This June, the College will no longer coordinate the annual Dump and Run sale. Instead, a group of non-profit organizations are taking control of the event, now known as Give and Go.
Since 2002, the Dump and Run sale has allowed students to recycle items that they can't fit to bring home or don't want anymore. Students discard their belongings at drop-off sites around the dorms and these objects are sorted and resold in the Dayton Ice Arena.
Coordinator for Sustainable Bowdoin Keisha Payson said that the College will still help and provide access to certain facilities, but that it can't maintain the program on its own. Consequently, the nonprofit organizations in charge will have to cover rental fees, liability insurance, and other costs.
"It's a lot of work to organize and there's really only one person who works in Sustainable Bowdoin. I'll still participate, maybe eight hours a week to plan and then on the days of the sales, as well," said Payson.
Bowdoin requested that local nonprofits submit proposals to make a commitment to take over the program. Two groups submitted proposals: Sweetser, a mental health treatment and support organization, and another group composed of members of various nonprofits who decided to pool their resources and efforts.
The College chose the committee representing several local nonprofits, including A Paw in the Door (a Bath-based organization that provides free spaying and neutering for pets owned by low-income families), the Eagles Wrestling Club, Daughters of Isabella (a Catholic women's organization), and the American Legion Post 171.
"A committee like this is good because everyone has their strengths. Everyone is able to bring something to the table," said Joanne Adams from A Paw in the Door.
Participants said that Give and Go is advantageous because, as opposed to each group having small yard sales or events, the event allows many nonprofits to earn money for their organization without investment. When the profits are split, each group can receive compensation for up to 100 hours, which is crucial to those without government funding.
The committee said it would prefer Bowdoin continue running the event, but appreciated that Bowdoin would then hold the ultimate responsibility of staff, insurance, and coordination.
"I see that [Payson's] job is recycling and the end of the school year seems like a major time for her. To be really focused on this project took away from her job, but her enthusiasm in getting it started has set it up to be a win-win situation for both the school and the community," said Linda Blanton of the committee.
Before Dump and Run, students threw all their belongings into dumpsters outside their dorms or apartment buildings. Other students and members of the community would dive into the dumpsters and rummage for goods, while the remains went to the landfill. Mike Taylor, representing the Eagles Wrestling Club, said he used to watch dozens of people a day stop by the dumpsters while he worked on campus.
Payson originally got the idea from other colleges, including Bates College, whose Dump and Run was student-run until two years ago.
"I saw lots of good things going into the dumpsters...The community would come and try to pick things out, so this seemed like a more logical way to capture all that stuff, hold a big yard sale, and let the nonprofits benefit," said Payson.

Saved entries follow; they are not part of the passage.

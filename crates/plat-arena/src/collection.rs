//! Typed views over records holding fixed-size elements.

use crate::item::ItemRef;
use plat_core::{Element, ItemKind};
use std::marker::PhantomData;

/// A record payload viewed as a sequence of fixed-size elements.
///
/// The element count is derived from the record length, so the payload
/// must divide exactly by [`Element::SIZE`]; a remainder means the
/// record was written under a different layout and the view panics
/// rather than guess.
#[derive(Clone, Copy, Debug)]
pub struct Collection<'a, T: Element> {
    item: ItemRef<'a>,
    _elements: PhantomData<fn() -> T>,
}

impl<'a, T: Element> Collection<'a, T> {
    pub(crate) fn new(item: ItemRef<'a>) -> Self {
        let payload = item.payload().len();
        assert!(
            payload % T::SIZE == 0,
            "corrupt arena: {} payload of {payload} bytes does not divide into {}-byte elements",
            item.kind(),
            T::SIZE
        );
        Self {
            item,
            _elements: PhantomData,
        }
    }

    /// The kind tag of the underlying record.
    pub fn kind(&self) -> ItemKind {
        self.item.kind()
    }

    /// Number of elements in the record.
    pub fn len(&self) -> usize {
        self.item.payload().len() / T::SIZE
    }

    /// Whether the record holds no elements.
    pub fn is_empty(&self) -> bool {
        self.item.payload().is_empty()
    }

    /// Decode the `n`-th element. Panics if `n` is out of range.
    pub fn get(&self, n: usize) -> T {
        let len = self.len();
        assert!(n < len, "element index {n} out of range for {len}");
        T::read(&self.item.payload()[n * T::SIZE..(n + 1) * T::SIZE])
    }

    /// Iterate over the elements in storage order.
    pub fn iter(&self) -> CollectionIter<'a, T> {
        CollectionIter {
            payload: self.item.payload(),
            pos: 0,
            _elements: PhantomData,
        }
    }
}

impl<'a, T: Element> IntoIterator for Collection<'a, T> {
    type Item = T;
    type IntoIter = CollectionIter<'a, T>;

    fn into_iter(self) -> Self::IntoIter {
        self.iter()
    }
}

/// Iterator over the elements of a [`Collection`].
pub struct CollectionIter<'a, T: Element> {
    payload: &'a [u8],
    pos: usize,
    _elements: PhantomData<fn() -> T>,
}

impl<T: Element> Iterator for CollectionIter<'_, T> {
    type Item = T;

    fn next(&mut self) -> Option<T> {
        if self.pos == self.payload.len() {
            return None;
        }
        let element = T::read(&self.payload[self.pos..self.pos + T::SIZE]);
        self.pos += T::SIZE;
        Some(element)
    }

    fn size_hint(&self) -> (usize, Option<usize>) {
        let remaining = (self.payload.len() - self.pos) / T::SIZE;
        (remaining, Some(remaining))
    }
}

impl<T: Element> ExactSizeIterator for CollectionIter<'_, T> {}

#[cfg(test)]
mod tests {
    use super::*;
    use crate::buffer::Buffer;
    use plat_core::{Location, NodeRef};

    fn ring_buffer(refs: &[NodeRef]) -> Buffer {
        let mut payload = Vec::new();
        for r in refs {
            r.write(&mut payload);
        }
        let mut buf = Buffer::new();
        buf.append_item(ItemKind::OuterRing, &payload);
        buf.commit();
        buf
    }

    #[test]
    fn elements_come_back_in_storage_order() {
        let refs = [
            NodeRef::with_location(1, Location::new(10, 20)),
            NodeRef::with_location(2, Location::new(30, 40)),
            NodeRef::new(3),
        ];
        let buf = ring_buffer(&refs);
        let item = buf.iter().next().unwrap();
        let coll = Collection::<NodeRef>::new(item);
        assert_eq!(coll.len(), 3);
        assert!(!coll.is_empty());
        assert_eq!(coll.kind(), ItemKind::OuterRing);
        let decoded: Vec<_> = coll.iter().collect();
        assert_eq!(decoded, refs);
        assert_eq!(coll.get(1), refs[1]);
    }

    #[test]
    fn empty_record_is_an_empty_collection() {
        let buf = ring_buffer(&[]);
        let coll = Collection::<NodeRef>::new(buf.iter().next().unwrap());
        assert_eq!(coll.len(), 0);
        assert!(coll.is_empty());
        assert_eq!(coll.iter().len(), 0);
    }

    #[test]
    #[should_panic(expected = "out of range")]
    fn out_of_range_index_panics() {
        let buf = ring_buffer(&[NodeRef::new(1)]);
        let coll = Collection::<NodeRef>::new(buf.iter().next().unwrap());
        coll.get(1);
    }

    #[test]
    #[should_panic(expected = "does not divide")]
    fn payload_with_a_remainder_panics() {
        let mut buf = Buffer::new();
        // 8 bytes is aligned but not a whole 16-byte element.
        buf.append_item(ItemKind::WayNodeList, &[0u8; 8]);
        buf.commit();
        Collection::<NodeRef>::new(buf.iter().next().unwrap());
    }
}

Bates Environmental Coordinator Julie Rosenbach said Bates's event is still financially run by that college, but that she likes Bowdoin's idea to transfer the responsibility to the nonprofits.
In 2006, 35 nonprofit organizations participated, contributing 2,322 volunteer hours and raising $35,310 in profits. Revenue has risen each year, as only $12,000 was raised in 2002.
For previous Dump and Runs, Payson said that the College played a fundamental role in collecting, sorting, and arranging the objects to "essentially create a mini department store."
Adams and others commented on the extensive collection of usable items they find each year. By sifting through the heaps, volunteers find dishes and utensils taken from the dining hall, IT Ethernet and TV cables, and jerseys and sports gear from athletics. All food items and toiletries are donated to the Mid Coast Hunger Prevention Center in Brunswick, and left over clothing and items are donated to other nonprofits.
The College will still cover some expenses, including those for Facilities to clean and set up the hockey rink, but will seek reimbursement from the profits.
But the committee will have to pay other costs for the event: Dayton Arena will be rented for a month and a half; there is liability insurance to buy, and other administrative expenses and duties to cover.
However, the committee, composed of Dump and Run veterans, said the process should not change much this year.
Collection boxes will start circulating the dorms in mid-May, and collection begins May 19. The sale will be advertised in local papers and the town, open for Bowdoin students on Friday, June 8, and then for the campus and Brunswick community on Saturday, June 9.
"I think pretty much everybody has thought it's amazing, that it's great to do this to prevent throwing items in the landfill, and the nonprofits raise money through their labor. Really, it's thanks to the generosity of the Bowdoin students," said Payson.
Although the committee will certainly miss Bowdoin's coordination of the project, the members are eager to carry on this year.
"I really believe in the recycling, I think it's so wonderful that these things aren't going into the dumpsters or landfills," said Blanton. "It is fun...and we're going to have a good time."